Parkland, the feature directorial debut of Peter Landesman, will premiere at the Toronto Film Festival next month and it recently secured a September 20 U.S. theatrical release date through Exclusive Media’s distribution label, Exclusive Releasing. The film recounts the events surrounding the assassination of John F. Kennedy focusing on ordinary people caught up in extraordinary circumstances.
USA Today recently premiered five pictures from the film, which stars Paul Giamatti as Abraham Zapruder, the man with the camera, Colin Hanks, Jeremy Strong as Lee Harvey Oswald, Zac Efron as a rookie doctor, Billy Bob Thornton as Forrest Sorrels, the head of Dallas’ Secret Service office, Jacki Weaver as Oswald’s mother Marguerite and Marcia Gay Harden as the head nurse in the trauma room. The film gets its title from Parkland Memorial Hospital, where Kennedy was taken after being shot.
“This is a movie about the ground truth from the ground level,” Landesman told USA Today. “What surprised me was the power and poignancy of those who survived that day and the three that followed — the heroism, the instincts and the pathos of those swept up in this tsunami. This is an event that happened to individuals.”

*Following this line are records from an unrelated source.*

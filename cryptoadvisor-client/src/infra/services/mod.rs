// Service abstractions over the remote backend. Domains hold these as trait
// objects so tests can swap in the stubs from `infra::testing`.

pub mod wallet;

pub use wallet::WalletApi;
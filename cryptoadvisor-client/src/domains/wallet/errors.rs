//! Wallet domain errors

use thiserror::Error;

use crate::infra::errors::ApiError;

/// Why a deposit was refused locally. Never sent to the network.
#[derive(Debug, Clone, Copy, PartialEq, Error)]
pub enum DepositRejection {
    #[error("Please enter a valid amount")]
    InvalidAmount,

    #[error("The maximum per deposit is ${cap}")]
    ExceedsPerTransactionCap { cap: f64 },

    #[error("You can only deposit ${headroom} more (limit ${cap})")]
    ExceedsAccountCap { headroom: f64, cap: f64 },
}

impl DepositRejection {
    /// Remaining room under the account cap, when that is the violated rule.
    pub fn headroom(&self) -> Option<f64> {
        match self {
            DepositRejection::ExceedsAccountCap { headroom, .. } => {
                Some(*headroom)
            }
            _ => None,
        }
    }
}

/// Failure of a user-initiated wallet action.
#[derive(Debug, Clone, PartialEq, Error)]
pub enum WalletError {
    #[error(transparent)]
    Rejected(#[from] DepositRejection),

    #[error(transparent)]
    Api(#[from] ApiError),
}

impl WalletError {
    /// The UI should offer a retry affordance.
    pub fn is_retryable(&self) -> bool {
        matches!(self, WalletError::Api(err) if err.is_transient())
    }

    pub fn is_rate_limited(&self) -> bool {
        matches!(self, WalletError::Api(ApiError::RateLimited))
    }

    /// Not recoverable locally; the caller should route to login.
    pub fn requires_login(&self) -> bool {
        matches!(self, WalletError::Api(ApiError::Unauthorized))
    }
}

This is a film I’ve been interested in ever since it was announced and one I included on my list of 40 Potential Oscar Contenders back in March. I’ll definitely be seeing it in Toronto and we’ll see how my prediction holds up, but even more important, just hoping it’s a great movie.

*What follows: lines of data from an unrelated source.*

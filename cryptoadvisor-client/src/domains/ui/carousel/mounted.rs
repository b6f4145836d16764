//! Mount-scoped carousel: controller + autoplay timer + keyboard listener
//!
//! Everything acquired on mount is released by [`MountedCarousel::unmount`],
//! which also runs on drop.

use std::cell::Cell;
use std::sync::Arc;
use std::time::Duration;

use log::debug;
use parking_lot::{Mutex, ReentrantMutex};
use tokio::task::JoinHandle;
use tokio::time::{Instant, MissedTickBehavior};

use super::keyboard::KeyboardHub;
use super::messages::{CarouselMessage, NavKey};
use super::state::CarouselController;
use super::types::{CarouselError, CarouselItem, CarouselKey};
use crate::common::{Listeners, Subscription};

struct ArmedTimer {
    epoch: u64,
    handle: JoinHandle<()>,
}

/// Page-change listeners behind a gate that `unmount` closes. The gate is
/// held for the whole delivery, so once it is closed no notification is
/// running or can start. Reentrant so a listener may drive the carousel.
#[derive(Clone)]
struct PageChanges {
    listeners: Listeners<usize>,
    open: Arc<ReentrantMutex<Cell<bool>>>,
}

impl PageChanges {
    fn new() -> Self {
        Self {
            listeners: Listeners::new(),
            open: Arc::new(ReentrantMutex::new(Cell::new(true))),
        }
    }

    fn notify(&self, page: usize) {
        let open = self.open.lock();
        if open.get() {
            self.listeners.notify(&page);
        }
    }

    fn close(&self) {
        self.open.lock().set(false);
    }
}

pub struct MountedCarousel<T: CarouselItem> {
    key: CarouselKey,
    controller: Arc<Mutex<CarouselController<T>>>,
    interval: Duration,
    timer: Mutex<Option<ArmedTimer>>,
    keyboard: Option<Subscription>,
    page_changes: PageChanges,
}

impl<T: CarouselItem> std::fmt::Debug for MountedCarousel<T> {
    fn fmt(&self, f: &mut std::fmt::Formatter<'_>) -> std::fmt::Result {
        f.debug_struct("MountedCarousel")
            .field("key", &self.key)
            .field("controller", &*self.controller.lock())
            .field("autoplay_armed", &self.is_autoplay_armed())
            .field("mounted", &self.is_mounted())
            .finish()
    }
}

impl<T: CarouselItem> MountedCarousel<T> {
    /// Attach `controller` to the view identified by `key`: registers its
    /// keyboard listener on `hub` and arms autoplay if enabled.
    ///
    /// Must be called from within a tokio runtime.
    pub fn mount(
        key: CarouselKey,
        controller: CarouselController<T>,
        hub: &KeyboardHub,
        interval: Duration,
    ) -> Self {
        let controller = Arc::new(Mutex::new(controller));
        let page_changes = PageChanges::new();

        let keyboard = {
            let controller = Arc::clone(&controller);
            let page_changes = page_changes.clone();
            hub.register(key.clone(), move |nav: NavKey| {
                let page = {
                    let mut controller = controller.lock();
                    if !controller.handle_key(nav) {
                        return false;
                    }
                    controller.page_index()
                };
                page_changes.notify(page);
                true
            })
        };

        debug!("[Carousel] Mounted {:?}", key);
        let mounted = Self {
            key,
            controller,
            interval,
            timer: Mutex::new(None),
            keyboard: Some(keyboard),
            page_changes,
        };
        mounted.sync_timer();
        mounted
    }

    pub fn key(&self) -> &CarouselKey {
        &self.key
    }

    pub fn is_mounted(&self) -> bool {
        self.keyboard.is_some()
    }

    /// Called with the new page index after every page change, whichever
    /// input caused it.
    pub fn on_page_change<F>(&self, callback: F) -> Subscription
    where
        F: Fn(&usize) + Send + Sync + 'static,
    {
        self.page_changes.listeners.add(callback)
    }

    /// Read the controller.
    pub fn with<R>(&self, f: impl FnOnce(&CarouselController<T>) -> R) -> R {
        f(&self.controller.lock())
    }

    /// Mutate the controller, then re-arm the timer if the change calls for
    /// it and report any page change.
    pub fn update<R>(
        &self,
        f: impl FnOnce(&mut CarouselController<T>) -> R,
    ) -> R {
        let (result, before, after) = {
            let mut controller = self.controller.lock();
            let before = controller.page_index();
            let result = f(&mut controller);
            (result, before, controller.page_index())
        };
        self.sync_timer();
        if before != after {
            self.page_changes.notify(after);
        }
        result
    }

    pub fn apply(
        &self,
        message: CarouselMessage,
    ) -> Result<(), CarouselError> {
        self.update(|controller| controller.apply(message))
    }

    pub fn is_autoplay_armed(&self) -> bool {
        self.timer
            .lock()
            .as_ref()
            .is_some_and(|timer| !timer.handle.is_finished())
    }

    /// Release the timer and keyboard listener. Safe to call repeatedly.
    ///
    /// Blocks until an in-progress page-change delivery finishes; no
    /// listener runs after this returns.
    pub fn unmount(&mut self) {
        self.page_changes.close();
        if let Some(keyboard) = self.keyboard.take() {
            keyboard.unsubscribe();
            debug!("[Carousel] Unmounted {:?}", self.key);
        }
        if let Some(timer) = self.timer.get_mut().take() {
            timer.handle.abort();
        }
        self.controller.lock().invalidate_timer();
    }

    /// Tear down a timer armed for an older epoch and arm one for the
    /// current epoch when autoplay has work to do.
    fn sync_timer(&self) {
        if !self.is_mounted() {
            return;
        }
        let (wants, epoch) = {
            let controller = self.controller.lock();
            (controller.wants_timer(), controller.timer_epoch())
        };

        let mut timer = self.timer.lock();
        if wants && timer.as_ref().is_some_and(|t| t.epoch == epoch) {
            return;
        }
        if let Some(stale) = timer.take() {
            stale.handle.abort();
        }
        if wants {
            debug!(
                "[Carousel] Arming autoplay for {:?} every {:?}",
                self.key, self.interval
            );
            let handle = tokio::spawn(autoplay(
                Arc::clone(&self.controller),
                epoch,
                self.interval,
                self.page_changes.clone(),
            ));
            *timer = Some(ArmedTimer { epoch, handle });
        }
    }
}

impl<T: CarouselItem> Drop for MountedCarousel<T> {
    fn drop(&mut self) {
        self.unmount();
    }
}

async fn autoplay<T: CarouselItem>(
    controller: Arc<Mutex<CarouselController<T>>>,
    epoch: u64,
    interval: Duration,
    page_changes: PageChanges,
) {
    let mut ticker =
        tokio::time::interval_at(Instant::now() + interval, interval);
    ticker.set_missed_tick_behavior(MissedTickBehavior::Delay);

    loop {
        ticker.tick().await;
        let page = {
            let mut controller = controller.lock();
            if !controller.autoplay_tick(epoch) {
                break;
            }
            controller.page_index()
        };
        page_changes.notify(page);
    }
}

Here are the rest of those pictures.
Recounting the chaotic events that occurred in Dallas, Texas on November 22, 1963, Parkland weaves together the perspectives of a handful of ordinary individuals suddenly thrust into extraordinary circumstances: the young doctors and nurses at Parkland Hospital; Dallas’ chief of the Secret Service; an unwitting cameraman who captured what became the most watched and examined film in history; the FBI agents who nearly had the gunman within their grasp; the brother of Lee Harvey Oswald, left to deal with his shattered family; and JFK’s security team, witnesses to both the president’s death and Vice President Lyndon Johnson’s rise to power over a nation whose innocence was forever altered.